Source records
◇ ◇ ◇ ◇ ◇

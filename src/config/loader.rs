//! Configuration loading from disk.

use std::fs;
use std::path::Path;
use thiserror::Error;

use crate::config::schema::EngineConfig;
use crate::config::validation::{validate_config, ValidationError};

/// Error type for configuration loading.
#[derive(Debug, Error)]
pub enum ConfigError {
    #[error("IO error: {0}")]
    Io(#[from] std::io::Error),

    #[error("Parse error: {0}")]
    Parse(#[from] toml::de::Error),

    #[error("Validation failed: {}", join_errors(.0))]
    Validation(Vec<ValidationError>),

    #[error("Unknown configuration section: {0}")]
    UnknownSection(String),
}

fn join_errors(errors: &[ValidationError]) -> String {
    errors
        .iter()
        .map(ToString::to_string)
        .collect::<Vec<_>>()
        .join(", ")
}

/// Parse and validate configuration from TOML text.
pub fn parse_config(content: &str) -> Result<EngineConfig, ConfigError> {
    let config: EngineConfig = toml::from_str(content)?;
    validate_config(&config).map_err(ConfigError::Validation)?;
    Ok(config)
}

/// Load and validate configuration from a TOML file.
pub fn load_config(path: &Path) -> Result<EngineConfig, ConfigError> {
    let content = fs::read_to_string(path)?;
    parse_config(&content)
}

◇ ◇ ◇ ◇ ◇

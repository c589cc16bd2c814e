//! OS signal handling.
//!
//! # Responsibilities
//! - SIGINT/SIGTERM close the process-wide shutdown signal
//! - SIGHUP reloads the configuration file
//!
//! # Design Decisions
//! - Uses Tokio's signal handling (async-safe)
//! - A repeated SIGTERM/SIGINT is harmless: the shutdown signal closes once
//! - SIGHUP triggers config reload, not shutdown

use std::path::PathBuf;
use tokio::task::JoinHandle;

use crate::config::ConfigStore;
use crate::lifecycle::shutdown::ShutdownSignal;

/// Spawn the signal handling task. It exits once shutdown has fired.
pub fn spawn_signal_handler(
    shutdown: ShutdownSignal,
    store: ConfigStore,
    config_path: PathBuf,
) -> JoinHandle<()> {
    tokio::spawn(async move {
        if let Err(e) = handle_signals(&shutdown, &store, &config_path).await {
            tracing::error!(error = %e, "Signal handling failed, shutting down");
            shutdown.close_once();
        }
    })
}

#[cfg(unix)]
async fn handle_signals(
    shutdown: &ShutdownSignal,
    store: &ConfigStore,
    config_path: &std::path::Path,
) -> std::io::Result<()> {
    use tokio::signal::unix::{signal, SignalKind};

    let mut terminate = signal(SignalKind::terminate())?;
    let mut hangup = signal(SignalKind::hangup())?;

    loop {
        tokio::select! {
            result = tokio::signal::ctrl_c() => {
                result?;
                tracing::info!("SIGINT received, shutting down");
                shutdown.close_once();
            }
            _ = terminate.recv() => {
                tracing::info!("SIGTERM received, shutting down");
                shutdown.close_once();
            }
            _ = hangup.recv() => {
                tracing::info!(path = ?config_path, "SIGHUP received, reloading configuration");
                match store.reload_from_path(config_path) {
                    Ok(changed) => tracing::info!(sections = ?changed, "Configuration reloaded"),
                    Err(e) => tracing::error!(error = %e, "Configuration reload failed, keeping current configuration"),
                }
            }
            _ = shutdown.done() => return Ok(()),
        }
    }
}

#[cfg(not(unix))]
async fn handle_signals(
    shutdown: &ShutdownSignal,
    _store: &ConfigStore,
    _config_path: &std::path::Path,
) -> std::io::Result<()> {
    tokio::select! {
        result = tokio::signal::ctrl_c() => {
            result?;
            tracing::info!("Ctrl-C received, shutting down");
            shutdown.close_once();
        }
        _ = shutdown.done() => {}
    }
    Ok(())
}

◇ ◇ ◇ ◇ ◇

Problem
Set down precisely the lines above between the line holding "use crate::config::schema::EngineConfig;" and the line holding "pub fn load_config(path: &Path)", inclusive, and nothing beyond them.

Response to this task
use crate::config::schema::EngineConfig;
use crate::config::validation::{validate_config, ValidationError};

/// Error type for configuration loading.
#[derive(Debug, Error)]
pub enum ConfigError {
    #[error("IO error: {0}")]
    Io(#[from] std::io::Error),

    #[error("Parse error: {0}")]
    Parse(#[from] toml::de::Error),

    #[error("Validation failed: {}", join_errors(.0))]
    Validation(Vec<ValidationError>),

    #[error("Unknown configuration section: {0}")]
    UnknownSection(String),
}

fn join_errors(errors: &[ValidationError]) -> String {
    errors
        .iter()
        .map(ToString::to_string)
        .collect::<Vec<_>>()
        .join(", ")
}

/// Parse and validate configuration from TOML text.
pub fn parse_config(content: &str) -> Result<EngineConfig, ConfigError> {
    let config: EngineConfig = toml::from_str(content)?;
    validate_config(&config).map_err(ConfigError::Validation)?;
    Ok(config)
}

/// Load and validate configuration from a TOML file.
pub fn load_config(path: &Path) -> Result<EngineConfig, ConfigError> {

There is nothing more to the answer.